(Beginning of The data)

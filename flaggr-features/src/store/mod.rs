//! Feature storage backends
//!
//! This module provides the storage backends behind [`crate::Flaggr`]:
//!
//! - **Memory**: a locked in-process map (default, single instance)
//! - **Redis**: a shared store for multi-instance deployments
//!
//! Both backends expose the same contract. Gate methods take keys already
//! derived by [`crate::keys`]; the stores never see identity objects.

mod memory;
#[cfg(feature = "redis")]
mod layout;
#[cfg(feature = "redis")]
mod redis;

pub use memory::MemoryStore;
#[cfg(feature = "redis")]
pub use redis::RedisStore;

use crate::error::FlagResult;
use crate::flag::Feature;
use crate::member::GroupMember;
use async_trait::async_trait;
use serde_json::Value;

/// Trait for feature storage backends
#[async_trait]
pub trait FeatureStore: Send + Sync {
    /// Names of all features, sorted.
    async fn list_features(&self) -> FlagResult<Vec<String>>;

    /// Create a feature, enabled. No-op if it already exists.
    async fn add_feature(&self, name: &str) -> FlagResult<()>;

    /// Remove a feature and all of its gates. No-op if absent.
    async fn remove_feature(&self, name: &str) -> FlagResult<()>;

    /// Get a feature, or `None` if it does not exist.
    async fn get_feature(&self, name: &str) -> FlagResult<Option<Feature>>;

    /// Turn the global switch on. No-op if the feature is absent.
    async fn enable_feature(&self, name: &str) -> FlagResult<()>;

    /// Turn the global switch off. No-op if the feature is absent.
    async fn disable_feature(&self, name: &str) -> FlagResult<()>;

    /// Global switch; `false` for unknown features.
    async fn is_enabled_globally(&self, name: &str) -> FlagResult<bool>;

    /// Create or replace a group gate, enabled. Creates the feature if absent.
    async fn register_group_gate(
        &self,
        feature: &str,
        group_key: &str,
        match_property: &str,
        match_value: Value,
    ) -> FlagResult<()>;

    /// Enable a group gate. Returns whether the gate existed.
    async fn enable_group_gate(&self, feature: &str, group_key: &str) -> FlagResult<bool>;

    /// Disable a group gate. Returns whether the gate existed.
    async fn disable_group_gate(&self, feature: &str, group_key: &str) -> FlagResult<bool>;

    /// Evaluate a group gate for `member`.
    async fn is_enabled_for_group(
        &self,
        feature: &str,
        group_key: &str,
        member: &dyn GroupMember,
    ) -> FlagResult<bool>;

    /// Create or replace a user gate, enabled. Creates the feature if absent.
    async fn register_user_gate(&self, feature: &str, user_key: &str) -> FlagResult<bool>;

    /// Enable a user gate. Returns whether the gate existed.
    async fn enable_user_gate(&self, feature: &str, user_key: &str) -> FlagResult<bool>;

    /// Disable a user gate. Returns whether the gate existed.
    async fn disable_user_gate(&self, feature: &str, user_key: &str) -> FlagResult<bool>;

    /// Evaluate a user gate.
    async fn is_enabled_for_user(&self, feature: &str, user_key: &str) -> FlagResult<bool>;

    /// Release the backend. Every later call fails with
    /// [`crate::FlagError::Disconnected`].
    async fn disconnect(&self) -> FlagResult<()>;

    /// Adapter name (`"memory"`, `"redis"`).
    fn store_type(&self) -> &'static str;
}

(End of The data)

▶ [Action item]:
Taking the entries above, write out exactly each line from the one holding "async fn get_feature(&self, name: &str)" to the one holding "for unknown features.", both included, and stop there.

▶ [The completed task]:
    async fn get_feature(&self, name: &str) -> FlagResult<Option<Feature>>;

    /// Turn the global switch on. No-op if the feature is absent.
    async fn enable_feature(&self, name: &str) -> FlagResult<()>;

    /// Turn the global switch off. No-op if the feature is absent.
    async fn disable_feature(&self, name: &str) -> FlagResult<()>;

    /// Global switch; `false` for unknown features.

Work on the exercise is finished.